Recuerdo cuando me llevaban al cine para ver las clásicas películas de Disney. Lo recuerdo muy bien porque amaba ver las imágenes en esa pantalla gigante y el sonido que hacía temblar hasta las butacas. Con mi gaseosa y golosinas, que debían durar exactamente hasta que la película terminara, veía con ojos brillantes de emoción la historia que se desarrollaba ante mis ojos.
Fue una época en la
que salieron varios clásicos “Blancanieves”, “La Cenicienta” y “La bella
durmiente”, entre otros. Religiosamente asistí a verlos, siempre con la misma
alegría, aunque salía haciéndome un montón de preguntas:
¿Por qué la
princesa siempre se metía en problemas? ¿Por qué era necesario que un príncipe
viniera a rescatarla?
¿Por qué siempre la
película terminaba cuando se casaban?????
No recuerdo cuántos
años habré tenido, pero era una niña. Y como tal, absorbía todo lo que veía,
escuchaba y leía por ahí. Y, aunque esos cuestionamientos sobre las “princesas
inútiles” (así las llamaba dentro mío) continuaba, pensaba que estaba
equivocada. Porque a mi alrededor, todas las niñas querían ser esas princesas,
conocer a su príncipe azul (¿por qué “azul”?, nunca lo supe), casarse y ser
felices por siempre.
Estoy segura, o
quiero creer, que el propósito del señor Disney fue muy bueno en su mente, pero
déjeme decirle, señor, que arruinó la vida de millones de niñas en el mundo,
por GENERACIONES.
Porque crecimos
pensando que nuestra vida nunca estaría completa si no nos rescataba ese hombre
perfecto, inmaculado y de peinado corto y engominado; nos daba el dulce beso
del verdadero amor y nos llevaba a su castillo a ser felices.
Como es obvio,
nunca encontré ese príncipe azul. Ni azul, ni marrón, ni violeta. Pero muy a mi
pesar, debo confesar que en una época lo busqué. Era muy difícil sentirse
siempre en contracorriente, viendo que todos apuntaban en un sentido y mientras
yo iba en el contrario. Ser el “bicho raro”, la “oveja negra”, que rompía los
esquemas establecidos de una sociedad a la que sólo le importan las apariencias.
Los años me
demostraron que mi destino siempre sería ir en contracorriente, afortunadamente
ahora ya no me importa.
A pesar de todo lo
anterior, no crean que soy una amargada y resentida con la vida. Nada más
alejado de la realidad. Creo que existen los cuentos de hadas, creo que existen
amores perfectos y finales felices… sólo que a veces no duran para siempre.
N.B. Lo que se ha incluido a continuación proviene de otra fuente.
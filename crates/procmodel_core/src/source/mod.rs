//! Asynchronous write pipeline.
//!
//! # Responsibility
//! - Publish commands onto the ordered command log.
//! - Consume, apply, and commit them with bounded retry.
//!
//! # Invariants
//! - All commands for one resource id travel on one partition.
//! - Handlers are idempotent; redelivery is always safe.

pub mod consumer;
#[cfg(feature = "kafka")]
pub mod kafka;
pub mod listener;
pub mod log;
pub mod memory;
pub mod producer;
pub mod retry;

use crate::config::{CommandLogBackend, ServiceConfig};
use self::log::{CommandLog, LogResult};
use std::sync::Arc;

pub use consumer::{CommandConsumer, ConsumerExit, ConsumerFailure, FatalHandler};
pub use listener::{build_listeners, HandlerError, Listener, ProcessCommandListener, RecordHandler};
pub use memory::MemoryCommandLog;
pub use producer::{CommandProducer, PublishError};
pub use retry::{RetryOutcome, RetryPolicy};

/// Opens the command log backend selected by `config`.
pub async fn open_command_log(config: &ServiceConfig) -> LogResult<Arc<dyn CommandLog>> {
    match config.command_log {
        CommandLogBackend::Memory => Ok(Arc::new(MemoryCommandLog::new(
            config.memory_log_partitions,
        ))),
        CommandLogBackend::Kafka => open_kafka(config).await,
    }
}

#[cfg(feature = "kafka")]
async fn open_kafka(config: &ServiceConfig) -> LogResult<Arc<dyn CommandLog>> {
    let log =
        kafka::KafkaCommandLog::connect(&config.kafka_url, &[config.process_topic.as_str()]).await?;
    Ok(Arc::new(log))
}

#[cfg(not(feature = "kafka"))]
async fn open_kafka(_config: &ServiceConfig) -> LogResult<Arc<dyn CommandLog>> {
    Err(self::log::LogError::Backend(
        "kafka backend requested but the `kafka` feature is disabled".to_string(),
    ))
}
Algunos terminan a los pocos años, otros apenas en meses.
Pero, si son
sinceros, si en ese tiempo ambas partes brindan lo mejor de cada uno, siempre
serán perfectos. Aunque terminen.
Y eso es lo que
importa.
Y si, a veces vamos
a necesitar que nos rescaten, pero nunca esperemos como una princesa en una
torre, con el vestido impecable, el cabello rizado y el pañuelito de seda. Espantemos
a todos los príncipes azules, no sirven para nada, les aseguro. Bajémonos de la
torre por nuestra cuenta. El rescate llegará en forma de apoyo, en el hombro
con hombro, en luchar a la par.
¡Ah! Y hay otra
cuestión muy importante, por lo menos para mí.
No todos estamos
destinados a caminar de a dos. La vida a veces nos regala compañeros que nos
acompañan durante una parte del trayecto, para después seguir por otro rumbo. Y
a veces nuestro destino es caminar solos, sin que eso signifique que sea un
camino triste.
Los cuentos de
hadas, el amor perfecto y los finales felices también pueden tener un solo
protagonista.
A veces quisiera
tener el poder de volver años atrás, a encontrarme a mí misma de niña y
decirle, cuando salía confundida del cine: “no
te preocupes, no tengas miedo. No importa si todos piensan distinto, no estás
equivocada. No necesitas ser una princesa Disney”.
Me hubiera ahorrado
grandes disgustos, equivocaciones y dolores de corazón.
Pero bueno, la vida
se encargó de decírmelo de otra manera… más dolorosa y brutal, pero igual de
valiosa.
Hoy en día las
princesas Disney han cambiado y eso me da muchísima felicidad… y alivio. Espero
que nunca más hayan niñas esperando ser rescatadas por un príncipe perfecto que
les de el beso del verdadero amor y las lleve a vivir a su castillo.
Somos capaces de
ser felices por nuestra cuenta.
Construyamos nuestro propio cuento de hadas.